Meditation Thoughts

Before meditating today I read this:

[From The Lao Tzu (Tao-Te Ching) as found in Wing-Tsit Chan (translator and compiler), A Source Book in Chinese Philosophy, (1963), slightly adapted by Jonathan Freirich]

16.

Attain complete vacuity,

Maintain steadfast quietude.

All things come into being.

And I see thereby their return.

All things flourish,

But each one returns to its root.

This return to its root means tranquility.

It is called returning to its destiny.

To return to destiny is called the eternal (Tao).

To know the eternal is called enlightenment.

Not to know the eternal is to act blindly to result in disaster.

One who knows the eternal is all-embracing.

Being all-embracing, one is impartial.

Being impartial, one is comprehensive.

Being comprehensive, one is one with Nature.

Being one with Nature, one is in accord with Tao.

Being in accord with Tao, one is everlasting,

And free from danger throughout one’s lifetime.

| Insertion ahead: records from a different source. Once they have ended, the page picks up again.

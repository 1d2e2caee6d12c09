//! TLS connection
//!
//! Wraps an OpenSSL session as a `Connection`. The session does not talk to
//! the socket directly: it goes through `Backend`, which first replays the
//! bytes consumed while sniffing and only then reads the socket.

use super::config::Verbosity;
use super::credential::SecureContext;
use super::vars::SessionInfo;
use crate::mux::carryover::Carryover;
use crate::mux::connection::{Connection, FileSpan, Received};
use crate::mux::socket::Socket;
use crate::mux::teardown::Teardown;
use crate::mux::{Error, Result, BUFFER_SIZE, DEFAULT_CHUNK_SIZE};
use bytes::Bytes;
use openssl::ssl::{self, ErrorCode, HandshakeError, SslStream};
use std::fs::File;
use std::io::{self, Read, Seek, SeekFrom, Write};

/// Byte transport under the TLS session
///
/// Reads come from the carryover buffer, writes block until every byte is on
/// the socket, flushing does nothing.
#[derive(Debug)]
pub struct Backend<S> {
    io: Carryover<S>,
}

impl<S: Socket> Backend<S> {
    pub fn new(io: Carryover<S>) -> Self {
        Backend { io }
    }

    /// Close the socket
    pub fn close(&mut self) -> io::Result<()> {
        self.io.get_mut().close()
    }

    pub fn get_ref(&self) -> &S {
        self.io.get_ref()
    }
}

impl<S: Socket> Read for Backend<S> {
    fn read(&mut self, buf: &mut [u8]) -> io::Result<usize> {
        self.io.read(buf)
    }
}

impl<S: Socket> Write for Backend<S> {
    fn write(&mut self, buf: &[u8]) -> io::Result<usize> {
        self.io.get_mut().write_all(buf)?;
        Ok(buf.len())
    }

    fn flush(&mut self) -> io::Result<()> {
        Ok(())
    }
}

/// TLS connection
///
/// Owns the session, the socket (through the session's backend) and a pair
/// of fixed-size buffers used for receiving and for staging outgoing data.
pub struct SecureConnection<S: Socket> {
    stream: SslStream<Backend<S>>,
    read_buf: Vec<u8>,
    write_buf: Vec<u8>,
    info: SessionInfo,
    verbosity: Verbosity,
    failed: bool,
    closed: bool,
}

impl<S: Socket> SecureConnection<S> {
    /// Run the server handshake over `io` and return the established connection
    pub fn accept(io: Carryover<S>, context: &SecureContext) -> Result<Self> {
        let ssl = context.session()?;

        // Blocking socket: the handshake completes or fails here
        let stream = ssl.accept(Backend::new(io)).map_err(handshake_error)?;

        let info = SessionInfo::from_ssl(stream.ssl());
        if context.verbosity() >= Verbosity::Handshake {
            tracing::info!("TLS handshake complete: {}", info);
        }

        Ok(SecureConnection {
            stream,
            read_buf: vec![0u8; BUFFER_SIZE],
            write_buf: vec![0u8; BUFFER_SIZE],
            info,
            verbosity: context.verbosity(),
            failed: false,
            closed: false,
        })
    }

    /// Parameters negotiated during the handshake
    pub fn info(&self) -> &SessionInfo {
        &self.info
    }

    /// Check if a session operation failed
    pub fn failed(&self) -> bool {
        self.failed
    }

    /// Get reference to the underlying socket
    pub fn get_ref(&self) -> &S {
        self.stream.get_ref().get_ref()
    }

    fn ensure_open(&self) -> Result<()> {
        if self.closed {
            return Err(Error::Transport(io::Error::new(
                io::ErrorKind::NotConnected,
                "connection closed",
            )));
        }
        Ok(())
    }

    fn record(&self, direction: &str, len: usize) {
        if self.verbosity >= Verbosity::Records {
            tracing::debug!("TLS {} {} bytes", direction, len);
        }
    }

    fn write_session(&mut self, len: usize) -> Result<()> {
        let result = write_records(&mut self.stream, &self.write_buf[..len]);
        self.settle(result, len)
    }

    fn settle(&mut self, result: Result<()>, len: usize) -> Result<()> {
        match result {
            Ok(()) => {
                self.record("sent", len);
                Ok(())
            }
            Err(e) => {
                self.failed = true;
                Err(e)
            }
        }
    }
}

impl<S: Socket> Connection for SecureConnection<S> {
    fn send_all(&mut self, buf: &[u8]) -> Result<()> {
        self.ensure_open()?;
        let result = write_records(&mut self.stream, buf);
        self.settle(result, buf.len())
    }

    /// Chunks are staged in the write buffer so small pieces share records
    fn send_many(&mut self, chunks: &[&[u8]]) -> Result<()> {
        self.ensure_open()?;

        let mut filled = 0;
        for chunk in chunks {
            let mut rest = *chunk;
            while !rest.is_empty() {
                if filled == self.write_buf.len() {
                    self.write_session(filled)?;
                    filled = 0;
                }
                let n = rest.len().min(self.write_buf.len() - filled);
                self.write_buf[filled..filled + n].copy_from_slice(&rest[..n]);
                filled += n;
                rest = &rest[n..];
            }
        }

        if filled > 0 {
            self.write_session(filled)?;
        }
        Ok(())
    }

    /// No kernel zero-copy through an encrypted session: the file is read in
    /// chunks and each one goes through the session.
    fn send_file(&mut self, mut span: FileSpan<'_>) -> Result<()> {
        self.ensure_open()?;

        if !span.header.is_empty() {
            self.send_many(&span.header_slices())?;
        }

        let mut file = File::open(&span.path)?;
        file.seek(SeekFrom::Start(span.offset))?;

        let mut remaining = span.length;
        while remaining > 0 {
            let want = remaining.min(DEFAULT_CHUNK_SIZE as u64) as usize;
            let want = want.min(self.write_buf.len());

            let n = read_some(&mut file, &mut self.write_buf[..want])?;
            if n == 0 {
                break;
            }
            self.write_session(n)?;
            remaining -= n as u64;
            span.progress();
        }

        Ok(())
    }

    fn receive(&mut self) -> Result<Received> {
        loop {
            match self.stream.ssl_read(&mut self.read_buf) {
                Ok(0) => return Ok(Received::EndOfStream),
                Ok(n) => {
                    self.record("received", n);
                    return Ok(Received::Data(Bytes::copy_from_slice(&self.read_buf[..n])));
                }
                Err(e) => match read_failure(e) {
                    ReadFailure::Retry => continue,
                    ReadFailure::EndOfStream => return Ok(Received::EndOfStream),
                    ReadFailure::Fatal(err) => {
                        self.failed = true;
                        return Err(err);
                    }
                },
            }
        }
    }

    fn close(&mut self) -> Result<()> {
        if self.closed {
            return Ok(());
        }
        self.closed = true;

        let mut teardown = Teardown::new("tls connection");

        teardown.release("read buffer", || -> io::Result<()> {
            self.read_buf = Vec::new();
            Ok(())
        });
        teardown.release("write buffer", || -> io::Result<()> {
            self.write_buf = Vec::new();
            Ok(())
        });

        let failed = self.failed;
        teardown.release("session shutdown", || {
            if failed {
                return Ok(());
            }
            match self.stream.shutdown() {
                Ok(_) => Ok(()),
                // The peer may already be gone
                Err(e) if e.io_error().is_some() || e.code() == ErrorCode::SYSCALL => Ok(()),
                Err(e) => Err(e),
            }
        });

        teardown.finish("socket close", || {
            self.stream.get_mut().close().map_err(Error::Transport)
        })
    }

    fn buffer_size(&self) -> usize {
        BUFFER_SIZE
    }

    fn is_secure(&self) -> bool {
        true
    }
}

/// Encrypt and send every byte of `buf`
fn write_records<S: Socket>(stream: &mut SslStream<Backend<S>>, mut buf: &[u8]) -> Result<()> {
    while !buf.is_empty() {
        match stream.ssl_write(buf) {
            Ok(n) => buf = &buf[n..],
            Err(e) if is_retry(&e) => continue,
            Err(e) => return Err(session_error(e)),
        }
    }
    Ok(())
}

fn read_some(file: &mut File, buf: &mut [u8]) -> io::Result<usize> {
    loop {
        match file.read(buf) {
            Err(e) if e.kind() == io::ErrorKind::Interrupted => continue,
            other => return other,
        }
    }
}

enum ReadFailure {
    Retry,
    EndOfStream,
    Fatal(Error),
}

/// Sort a failed session read into retry, end of stream, or a real error
fn read_failure(err: ssl::Error) -> ReadFailure {
    if is_retry(&err) {
        return ReadFailure::Retry;
    }

    match err.code() {
        ErrorCode::ZERO_RETURN => ReadFailure::EndOfStream,
        ErrorCode::SYSCALL => match err.into_io_error() {
            Ok(io) if io.kind() == io::ErrorKind::UnexpectedEof => ReadFailure::EndOfStream,
            Ok(io) => ReadFailure::Fatal(Error::Transport(io)),
            // EOF without close_notify
            Err(_) => ReadFailure::EndOfStream,
        },
        ErrorCode::SSL if is_unexpected_eof(&err) => ReadFailure::EndOfStream,
        _ => ReadFailure::Fatal(session_error(err)),
    }
}

fn is_retry(err: &ssl::Error) -> bool {
    matches!(err.code(), ErrorCode::WANT_READ | ErrorCode::WANT_WRITE) && err.io_error().is_none()
}

/// OpenSSL 3 reports a missing close_notify as a protocol error
fn is_unexpected_eof(err: &ssl::Error) -> bool {
    err.ssl_error()
        .map(|stack| {
            stack
                .errors()
                .iter()
                .any(|e| e.reason() == Some("unexpected eof while reading"))
        })
        .unwrap_or(false)
}

fn session_error(err: ssl::Error) -> Error {
    match err.into_io_error() {
        Ok(io) => Error::Transport(io),
        Err(err) => Error::Protocol(err.to_string()),
    }
}

fn handshake_error<S>(err: HandshakeError<S>) -> Error {
    match err {
        HandshakeError::SetupFailure(stack) => {
            Error::Protocol(format!("session setup failed: {}", stack))
        }
        HandshakeError::Failure(mid) | HandshakeError::WouldBlock(mid) => {
            match session_error(mid.into_error()) {
                Error::Protocol(msg) => Error::Protocol(format!("handshake failed: {}", msg)),
                other => other,
            }
        }
    }
}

Comment. In the philosophy of Lao The, Tao is revealed more fully through tranquility. The position of the Neo-Confucianists is just the opposite. They said that only through activity can the mind of Heaven and Earth be seen.


My thoughts:

I feel the deep connection between rabbinic thinking in the Talmud and the medieval Jewish mystical thinking in the Zohar as similar to the rationalist-mystic thread between Neo-Confucianism and Taoism. The Talmud counsels learning and merit, the Zohar counsels self-reduction, tzimtzum, in Hebrew - both are needed for healthy growth and functioning as individuals and in community.